Gluten free and vegan haggis. I would think all three of those are weird to the mainstream eater! Haggis looks very much like a sausage overstuffed with cooked minced meat, or soy chorizo, so finely chop up all the ingredients. I chop mine by pulsing them in the food processor. I previously used mushroom powder to help with the meaty / umami flavor, as well as the fresh mushrooms which give a chewy texture, but updated the recipe to miss the dried mushroom which gave it a slightly stodgy texture. Authentic haggis contains quite a quantity of oats, and although I know that GF oats should be O.K. for my tummy, I remember feeling not so well after eating them, and haven’t given them another chance since. You could add them if you really wanted to.

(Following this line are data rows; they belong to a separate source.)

//! Integration tests for the `slots` CLI binary.
//!
//! These tests use `assert_cmd` and `predicates` to exercise the compute, next,
//! and validate subcommands through the actual binary, including stdin/stdout
//! piping, file I/O, stride configuration, and error reporting.

// `Command::cargo_bin` was deprecated in assert_cmd 2.1.2 in favor of
// `cargo::cargo_bin_cmd!`. Allow it until we migrate.
#![allow(deprecated)]

use assert_cmd::Command;
use predicates::prelude::*;
use serde_json::{json, Value};

fn fixture(name: &str) -> String {
    format!("{}/tests/fixtures/{}", env!("CARGO_MANIFEST_DIR"), name)
}

fn read_fixture(name: &str) -> String {
    std::fs::read_to_string(fixture(name)).expect("fixture must exist")
}

/// A `slots` command isolated from the caller's environment.
fn slots() -> Command {
    let mut cmd = Command::cargo_bin("slots").unwrap();
    cmd.env_remove("SLOTS_STRIDE_MINUTES").env_remove("RUST_LOG");
    cmd
}

fn stdout_json(cmd: &mut Command) -> Value {
    let output = cmd.output().expect("command should run");
    assert!(output.status.success(), "command failed: {:?}", output);
    serde_json::from_slice(&output.stdout).expect("stdout should be JSON")
}

// ─────────────────────────────────────────────────────────────────────────────
// compute
// ─────────────────────────────────────────────────────────────────────────────

#[test]
fn compute_file_to_stdout() {
    let slots = stdout_json(slots().args(["compute", "-i", fixture("request.json").as_str()]));

    // Monday 09:00-12:00, 60 minutes: the confirmed 10:00-11:00 booking blocks
    // three starts; the cancelled one and Tuesday's booking block nothing.
    assert_eq!(
        slots,
        json!([
            {"startTime": "09:00", "endTime": "10:00", "available": true},
            {"startTime": "09:30", "endTime": "10:30", "available": false},
            {"startTime": "10:00", "endTime": "11:00", "available": false},
            {"startTime": "10:30", "endTime": "11:30", "available": false},
            {"startTime": "11:00", "endTime": "12:00", "available": true}
        ])
    );
}

#[test]
fn compute_stdin_to_stdout() {
    slots()
        .arg("compute")
        .write_stdin(read_fixture("request.json"))
        .assert()
        .success()
        .stdout(predicate::str::starts_with(r#"[{"startTime":"09:00""#));
}

#[test]
fn compute_file_to_file_pretty() {
    let output_path = std::env::temp_dir().join("slots-test-compute-output.json");
    let _ = std::fs::remove_file(&output_path);

    slots()
        .args(["compute", "--pretty", "-i", fixture("request.json").as_str(), "-o"])
        .arg(&output_path)
        .assert()
        .success()
        .stdout(predicate::str::is_empty());

    let content = std::fs::read_to_string(&output_path).expect("output file must exist");
    assert!(content.contains("\n  {"), "pretty output should be indented");
    let parsed: Value = serde_json::from_str(&content).unwrap();
    assert_eq!(parsed.as_array().map(Vec::len), Some(5));

    let _ = std::fs::remove_file(&output_path);
}

#[test]
fn stride_flag_overrides_default() {
    let slots = stdout_json(slots().args([
        "compute",
        "--stride",
        "60",
        "-i",
        fixture("request.json").as_str(),
    ]));

    let starts: Vec<&str> = slots
        .as_array()
        .unwrap()
        .iter()
        .map(|s| s["startTime"].as_str().unwrap())
        .collect();
    assert_eq!(starts, ["09:00", "10:00", "11:00"]);
}

#[test]
fn stride_from_environment() {
    let mut cmd = slots();
    cmd.env("SLOTS_STRIDE_MINUTES", "90")
        .args(["compute", "-i", fixture("request.json").as_str()]);

    let slots = stdout_json(&mut cmd);

    // 09:00 and 10:30 starts; 12:00 + 60 would pass closing time.
    assert_eq!(slots.as_array().map(Vec::len), Some(2));
}

#[test]
fn zero_duration_fails_with_reason() {
    let mut request: Value = serde_json::from_str(&read_fixture("request.json")).unwrap();
    request["serviceDurationMinutes"] = json!(0);

    slots()
        .arg("compute")
        .write_stdin(request.to_string())
        .assert()
        .failure()
        .stderr(predicate::str::contains("Failed to compute slots"))
        .stderr(predicate::str::contains("Invalid service duration: 0 minutes"));
}

#[test]
fn closed_day_prints_empty_array() {
    let mut request: Value = serde_json::from_str(&read_fixture("request.json")).unwrap();
    request["date"] = json!("2026-03-15"); // Sunday

    slots()
        .arg("compute")
        .write_stdin(request.to_string())
        .assert()
        .success()
        .stdout("[]\n");
}

#[test]
fn invalid_json_fails() {
    slots()
        .arg("compute")
        .write_stdin("this is not valid json {{{")
        .assert()
        .failure()
        .stderr(predicate::str::contains("Failed to parse slot request"));
}

#[test]
fn missing_input_file_fails() {
    slots()
        .args(["compute", "-i", "/nonexistent/request.json"])
        .assert()
        .failure()
        .stderr(predicate::str::contains("Failed to read file"));
}

#[test]
fn unwritable_output_path_fails() {
    slots()
        .args([
            "compute",
            "-i",
            fixture("request.json").as_str(),
            "-o",
            "/nonexistent/dir/slots.json",
        ])
        .assert()
        .failure()
        .stderr(predicate::str::contains(
            "Failed to write file: /nonexistent/dir/slots.json",
        ));
}

// ─────────────────────────────────────────────────────────────────────────────
// next
// ─────────────────────────────────────────────────────────────────────────────

#[test]
fn next_returns_first_available() {
    let next = stdout_json(slots().args(["next", "-i", fixture("request.json").as_str()]));

    assert_eq!(
        next,
        json!({"startTime": "09:00", "endTime": "10:00", "available": true})
    );
}

#[test]
fn next_returns_null_when_fully_booked() {
    let mut request: Value = serde_json::from_str(&read_fixture("request.json")).unwrap();
    request["bookings"] = json!([{"startTime": "09:00", "endTime": "12:00"}]);

    slots()
        .arg("next")
        .write_stdin(request.to_string())
        .assert()
        .success()
        .stdout("null\n");
}

// ─────────────────────────────────────────────────────────────────────────────
// validate
// ─────────────────────────────────────────────────────────────────────────────

#[test]
fn validate_accepts_good_hours() {
    slots()
        .args(["validate", "-i", fixture("hours.json").as_str()])
        .assert()
        .success()
        .stdout(predicate::str::contains("OK: 6 open day(s)"));
}

#[test]
fn validate_rejects_overnight_hours() {
    slots()
        .args(["validate", "-i", fixture("overnight_hours.json").as_str()])
        .assert()
        .failure()
        .stderr(predicate::str::contains("Invalid operating hours"))
        .stderr(predicate::str::contains("friday"));
}

#[test]
fn validate_rejects_missing_day() {
    slots()
        .arg("validate")
        .write_stdin(r#"{"monday": {"isOpen": false}}"#)
        .assert()
        .failure()
        .stderr(predicate::str::contains("no entry for tuesday"));
}

// ─────────────────────────────────────────────────────────────────────────────
// Logging
// ─────────────────────────────────────────────────────────────────────────────

#[test]
fn verbose_logs_go_to_stderr() {
    slots()
        .args(["-v", "compute", "-i", fixture("request.json").as_str()])
        .assert()
        .success()
        .stdout(predicate::str::starts_with("["))
        .stderr(predicate::str::contains("computed slots"));
}

#[test]
fn help_lists_subcommands() {
    slots()
        .arg("--help")
        .assert()
        .success()
        .stdout(predicate::str::contains("compute"))
        .stdout(predicate::str::contains("next"))
        .stdout(predicate::str::contains("validate"));
}
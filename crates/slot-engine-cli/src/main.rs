//! `slots` CLI -- compute booking slots from JSON requests on the command line.
//!
//! ## Usage
//!
//! ```sh
//! # Compute all slots for a request (stdin → stdout)
//! cat request.json | slots compute
//!
//! # From file to file, pretty-printed
//! slots compute -i request.json -o slots.json --pretty
//!
//! # Override the 30-minute stride (also read from SLOTS_STRIDE_MINUTES)
//! slots compute -i request.json --stride 15
//!
//! # Earliest bookable slot, or `null`
//! slots next -i request.json
//!
//! # Check a vendor's operating-hours table before saving it
//! slots validate -i hours.json
//!
//! # Debug logging to stderr (or set RUST_LOG)
//! slots -v compute -i request.json
//! ```

use anyhow::{Context, Result};
use clap::{Args, Parser, Subcommand};
use serde::Serialize;
use slot_engine::{first_available_slot, OperatingHours, SlotRequest, TimeSlot};
use std::fs;
use std::io::{self, Read, Write};
use std::path::{Path, PathBuf};
use tracing::debug;
use tracing_subscriber::EnvFilter;

#[derive(Parser)]
#[command(
    name = "slots",
    version,
    about = "Helensvale Connect booking-slot calculator"
)]
struct Cli {
    #[command(subcommand)]
    command: Commands,

    /// Increase log verbosity (-v debug, -vv trace). RUST_LOG takes precedence.
    #[arg(short, long, action = clap::ArgAction::Count, global = true)]
    verbose: u8,
}

#[derive(Subcommand)]
enum Commands {
    /// Compute every candidate slot for a request
    Compute(RequestArgs),
    /// Print the earliest available slot for a request (or `null`)
    Next(RequestArgs),
    /// Validate an operating-hours table
    Validate {
        /// Input file (reads from stdin if omitted)
        #[arg(short, long)]
        input: Option<PathBuf>,
    },
}

#[derive(Args)]
struct RequestArgs {
    /// Input file (reads from stdin if omitted)
    #[arg(short, long)]
    input: Option<PathBuf>,
    /// Output file (writes to stdout if omitted)
    #[arg(short, long)]
    output: Option<PathBuf>,
    /// Minutes between candidate start times (overrides the request's strideMinutes)
    #[arg(long, env = "SLOTS_STRIDE_MINUTES")]
    stride: Option<u32>,
    /// Pretty-print the JSON output
    #[arg(long)]
    pretty: bool,
}

fn main() -> Result<()> {
    let cli = Cli::parse();
    init_logging(cli.verbose);

    match cli.command {
        Commands::Compute(args) => {
            let slots = evaluate(&args)?;
            let json = to_json(&slots, args.pretty)?;
            write_output(args.output.as_deref(), &json)?;
        }
        Commands::Next(args) => {
            let slots = evaluate(&args)?;
            let next: Option<TimeSlot> = first_available_slot(&slots);
            debug!(found = next.is_some(), "next available slot");
            let json = to_json(&next, args.pretty)?;
            write_output(args.output.as_deref(), &json)?;
        }
        Commands::Validate { input } => {
            let raw = read_input(input.as_deref())?;
            let hours: OperatingHours =
                serde_json::from_str(&raw).context("Failed to parse operating hours JSON")?;
            hours.validate().context("Invalid operating hours")?;
            let open_days = hours.iter().filter(|(_, day)| day.is_open).count();
            println!("OK: {} open day(s)", open_days);
        }
    }

    Ok(())
}

/// Logs go to stderr so stdout stays pure JSON.
fn init_logging(verbose: u8) {
    let level = match verbose {
        0 => "warn",
        1 => "debug",
        _ => "trace",
    };
    let filter = EnvFilter::try_from_default_env().unwrap_or_else(|_| EnvFilter::new(level));
    tracing_subscriber::fmt()
        .with_env_filter(filter)
        .with_writer(io::stderr)
        .init();
}

fn evaluate(args: &RequestArgs) -> Result<Vec<TimeSlot>> {
    let raw = read_input(args.input.as_deref())?;
    let request = SlotRequest::from_json(&raw).context("Failed to parse slot request")?;
    request
        .evaluate_with(args.stride)
        .context("Failed to compute slots")
}

fn to_json<T: Serialize>(value: &T, pretty: bool) -> Result<String> {
    let mut json = if pretty {
        serde_json::to_string_pretty(value)?
    } else {
        serde_json::to_string(value)?
    };
    json.push('\n');
    Ok(json)
}

/// The whole request body, from `path` or stdin.
fn read_input(path: Option<&Path>) -> Result<String> {
    let Some(path) = path else {
        let mut raw = String::new();
        io::stdin()
            .lock()
            .read_to_string(&mut raw)
            .context("Failed to read from stdin")?;
        return Ok(raw);
    };
    fs::read_to_string(path).with_context(|| format!("Failed to read file: {}", path.display()))
}

fn write_output(path: Option<&Path>, json: &str) -> Result<()> {
    if let Some(path) = path {
        return fs::write(path, json)
            .with_context(|| format!("Failed to write file: {}", path.display()));
    }
    let mut stdout = io::stdout().lock();
    stdout
        .write_all(json.as_bytes())
        .context("Failed to write to stdout")?;
    stdout.flush().context("Failed to flush stdout")
}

The flavor of this is very satisfying. It is filling, and warming, lightly spiced, and savory. I did wonder whether I should throw a wee dram of whisky into the mixture, but I couldn’t quite bring myself to do that to single malt scotch. (Update: I tried some with a little whisky, and daughter #1 was not at all keen, so we’re leaving it out.) The texture of the filling is soft and hearty, and contrasts well with the chewy rice-paper covers. All served with gravy and mashed tatties or swedes: very homey and satisfying.
Make 12 individual haggis, enough for 6 folks.
2 tsp cooking oil
1 medium onion, peeled and finely chopped
1 large carrot, peeled and finely chopped
8 oz fresh mushrooms, finely chopped
2 cloves garlic, minced
1/2 cup (4 fl oz) dry red lentils, rinsed
2 1/2 cups (20 fl oz) water
1 tsp salt
1/4 tsp black pepper
1/2 tsp nutmeg
1/2 tsp ground coriander
1 tin or 10 oz drained, cooked, black or red beans
6 tbsp ground pecans
1 tbsp Braggs Amino Acids (or other GF soy sauce, for salt and color)
12 x 8” round rice papers for wrapping
Heat the oil in a saucepan over medium heat, and sauté the onion and carrot for 5 minutes.
Mix in the mushrooms and garlic, and continue cooking 5 minutes, stirring occasionally.
Stir in the lentils, water, salt, pepper, nutmeg and ground coriander, and simmer gently until the lentils are no longer crunchy.
Add the remaining ingredients (except for the rice-paper wraps).
Stir, turn the heat down to low, and simmer gently until the haggis filling is a thick, spoon-able consistency.
Check that the lentils have fully softened, and if not, add another 4 floz of water and continue simmering.
Turn off the heat, cover, and put to one side while you compose the haggis parcels.
Place one rice paper in the hot water, holding it down with your fingers so it doesn’t curl up on itself. Allow the rice paper to soften for 20-30 seconds, until soft and pliant.
Transfer the rice paper to a plate; place 1/4 cup haggis mixture in a 2” by 1” sausage in the center, then fold the rice paper first over the short sides of the sausage filling, then roll the haggis up to complete the casing.
Put the haggis on a warmed plate to one side, covered with tin foil to keep warm, then repeat with the next rice paper, until all the mixture is used up.
Serve hot, with mashed potatoes and swede (neeps).